Em outra trilha é possível conhecer alguns exemplares da árvore considerada uma das mais antigas do planeta. O alerce é uma conífera, como os pinheiros. Carlos Zambrano, administrador do parque, explica que ela pode chegar a 60 metros de altura.

O alerce é um monumento nacional. É uma espécie endêmica desta zona, só existe nesta região do Chile e numa parte da Argentina. Está protegida por lei no Chile e o Pumalin tem uma área importante. Cento e sessenta hectares degradados dentro do parque já foram recompostos com novas mudas de alerce.
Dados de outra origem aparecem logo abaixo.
/// Scenario parameters for the network simulation.
///
/// Mirrors the knobs of the proposal-259 simulator: how many relays exist,
/// how reliable they are, and which local network condition the client sits
/// behind.
#[derive(Debug, Clone, Serialize, Deserialize, PartialEq)]
pub struct SimulationConfig {
    /// Relays in the simulated network at start.
    #[serde(default = "default_total_relays")]
    pub total_relays: usize,
    /// Probability a relay is up after each running-state update.
    #[serde(default = "default_node_reliability")]
    pub node_reliability: f64,
    /// Fraction of relays listening on a dystopic port.
    #[serde(default = "default_fascist_friendly_fraction")]
    pub fascist_friendly_fraction: f64,
    /// Fraction of relays that are hostile.
    #[serde(default = "default_evil_fraction")]
    pub evil_fraction: f64,
    /// All connections fail.
    #[serde(default)]
    pub network_down: bool,
    /// Only dystopic ports are reachable.
    #[serde(default)]
    pub fascist_firewall: bool,
    /// Connections succeed only with `flaky_reliability`.
    #[serde(default)]
    pub flaky_network: bool,
    /// Per-connection success probability of a flaky network.
    #[serde(default = "default_flaky_reliability")]
    pub flaky_reliability: f64,
    /// Connections to non-hostile relays are blocked.
    #[serde(default)]
    pub evil_filtering: bool,
    /// Non-hostile relays are knocked offline after each connection.
    #[serde(default)]
    pub sniper_network: bool,
    /// Pick a new local network condition at every churn event.
    #[serde(default)]
    pub switching_network: bool,
    /// Down relays take an hour rather than a minute before they may come back.
    #[serde(default)]
    pub slow_recovery: bool,
    /// Use a fresh client with an empty guard store for every sub-period.
    #[serde(default)]
    pub separate_clients: bool,
    /// Mean relays added per churn event.
    #[serde(default = "default_avg_new")]
    pub avg_new_per_churn: f64,
    /// Mean relays killed per churn event.
    #[serde(default = "default_avg_del")]
    pub avg_del_per_churn: f64,
    /// Consensus periods (one simulated hour each).
    #[serde(default = "default_periods")]
    pub periods: u32,
    /// Sub-periods per consensus period (two simulated minutes each).
    #[serde(default = "default_periods")]
    pub subperiods: u32,
    /// Circuit build sessions per sub-period.
    #[serde(default = "default_attempts_per_subperiod")]
    pub attempts_per_subperiod: u32,
    /// Seed for reproducible runs. Random when absent.
    #[serde(default)]
    pub seed: Option<u64>,
}

fn default_total_relays() -> usize {
    1000
}
fn default_node_reliability() -> f64 {
    0.96
}
fn default_fascist_friendly_fraction() -> f64 {
    0.3
}
fn default_evil_fraction() -> f64 {
    0.5
}
fn default_flaky_reliability() -> f64 {
    0.9
}
fn default_avg_new() -> f64 {
    1.5
}
fn default_avg_del() -> f64 {
    0.5
}
fn default_periods() -> u32 {
    30
}
fn default_attempts_per_subperiod() -> u32 {
    6
}

impl Default for SimulationConfig {
    fn default() -> Self {
        Self {
            total_relays: default_total_relays(),
            node_reliability: default_node_reliability(),
            fascist_friendly_fraction: default_fascist_friendly_fraction(),
            evil_fraction: default_evil_fraction(),
            network_down: false,
            fascist_firewall: false,
            flaky_network: false,
            flaky_reliability: default_flaky_reliability(),
            evil_filtering: false,
            sniper_network: false,
            switching_network: false,
            slow_recovery: false,
            separate_clients: false,
            avg_new_per_churn: default_avg_new(),
            avg_del_per_churn: default_avg_del(),
            periods: default_periods(),
            subperiods: default_periods(),
            attempts_per_subperiod: default_attempts_per_subperiod(),
            seed: None,
        }
    }
}
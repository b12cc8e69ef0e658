//! Error types for entry-guards-rs.
//!
//! This module defines the [`enum@Error`] enum covering every failure the guard
//! subsystem can surface. Per-guard connection failures are *not* errors: they
//! drive state-machine transitions and are recovered locally.
//!
//! # Error Categories
//!
//! ```text
//!   Error
//!   ├── DuplicateGuard     ◄── Store invariant violation on add
//!   ├── NoEligibleGuards   ◄── Sampler pool empty under constraints
//!   ├── NoUsableGuard      ◄── Every selection state exhausted for a session
//!   ├── StoreCorrupt       ◄── Persisted guard state unreadable
//!   ├── Consensus          ◄── Malformed consensus input
//!   ├── Cancelled          ◄── Session cancelled between attempts
//!   ├── Io                 ◄── File I/O failures
//!   └── Config             ◄── Invalid configuration
//! ```
//!
//! # Recovery Guide
//!
//! | Error | Recoverable | Recommended Action |
//! |-------|-------------|--------------------|
//! | [`DuplicateGuard`](Error::DuplicateGuard) | No | Programmer error, fix the caller |
//! | [`NoEligibleGuards`](Error::NoEligibleGuards) | Yes | Relax constraints or wait for a new consensus |
//! | [`NoUsableGuard`](Error::NoUsableGuard) | Yes | Retry the session later |
//! | [`StoreCorrupt`](Error::StoreCorrupt) | No | Operator must inspect the state file |
//! | [`Consensus`](Error::Consensus) | Yes | Wait for a well-formed consensus |
//! | [`Cancelled`](Error::Cancelled) | Yes | Start a new session if still wanted |
//! | [`Io`](Error::Io) | Sometimes | Check permissions, disk space |
//! | [`Config`](Error::Config) | No | Fix configuration file |
//!
//! # Example
//!
//! ```rust
//! use entry_guards_rs::Error;
//!
//! fn is_session_retryable(err: &Error) -> bool {
//!     matches!(err, Error::NoUsableGuard | Error::NoEligibleGuards | Error::Cancelled)
//! }
//!
//! assert!(is_session_retryable(&Error::NoUsableGuard));
//! assert!(!is_session_retryable(&Error::StoreCorrupt("truncated".into())));
//! ```

use thiserror::Error;

/// Errors that can occur during guard selection and persistence.
#[derive(Debug, Error)]
pub enum Error {
    /// A guard with this fingerprint is already in the store.
    ///
    /// The store holds each fingerprint at most once; hitting this means a
    /// caller skipped the exclusion check before inserting.
    #[error("guard {0} is already in the guard store")]
    DuplicateGuard(String),

    /// The sampler found no candidate under the current constraints.
    ///
    /// # Recovery
    ///
    /// Callers walk the relaxation ladder in
    /// [`node_selection`](crate::node_selection); this is only surfaced once
    /// every rung has been tried.
    #[error("no eligible guards remain under the current constraints")]
    NoEligibleGuards,

    /// Every selection state was exhausted for one circuit-build session.
    ///
    /// Fatal for that session only. A later session may succeed once network
    /// conditions change.
    #[error("no usable guard: all selection states exhausted")]
    NoUsableGuard,

    /// The persisted guard state could not be parsed or validated.
    ///
    /// # Recovery
    ///
    /// None automatic. Resetting the state would discard the primary guard
    /// ordering, so startup halts until an operator intervenes.
    #[error("guard state file is corrupt: {0}")]
    StoreCorrupt(String),

    /// The consensus input is malformed.
    ///
    /// A refresh that fails with this error leaves both the consensus view and
    /// the guard store untouched.
    #[error("consensus error: {0}")]
    Consensus(String),

    /// The session was cancelled between connection attempts.
    #[error("circuit build session cancelled")]
    Cancelled,

    /// I/O error during file operations.
    #[error("I/O error: {0}")]
    Io(#[from] std::io::Error),

    /// Configuration error.
    #[error("configuration error: {0}")]
    Config(String),
}

/// Result type alias for entry-guards-rs operations.
pub type Result<T> = std::result::Result<T, Error>;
A vegetação emoldura lagos, rios de água cristalina, cachoeiras e dá abrigo a uma diversidade de animais. Muitas aves, como a bandurria, ou curicaca, no Brasil. À noite encontramos o pudu, um pequeno cervo. E pela manhã fomos saudados por um casal de golfinhos que nadando tranquilo na Caleta Gonzalo.

A caleta é onde atracam barcos de pescadores e balsas que levam e trazem visitantes. A equipe do Globo Rural navegou nesse braço de mar e registrou um grupo de lobos marinhos descansando nas margens.

É de barco que se chega à maioria dos lugares no Parque Pumalin.

O Campo Pillàn, fica a 60 quilômetros por estrada de Chaitén, mais meia hora de barco. De lá é possível ver, ao fundo, o segundo vulcão que fica dentro do parque: o Michinmauida.

Pequenas propriedades ao redor do parque buscam produzir sem agredir a natureza. Além de trazer renda à população local, as áreas funcionariam como um escudo para o parque.

“Nós temos uma máxima: a conservação como consequência da produção. Se sua produção prejudica a natureza, temos que modificar o método até que sua atividade seja compatível com o ambiente”, explica.

Em Pillàn, a atividade é a extração de mel. Hoje a colheita é do mel da flor de ulmo, ou olmo, uma árvore nativa. Três mil quilos já estão nos depósitos, mas a previsão é de 12 mil. Victoria Huenchuan é a engenheira agrícola e responsável pelo processamento. “Nossa produção depende do clima. Se é muito rigoroso, muita chuva ou muito vento, isso mata as abelhas e afeta a produção. O clima e as distâncias são grandes desafios por aqui”, explica.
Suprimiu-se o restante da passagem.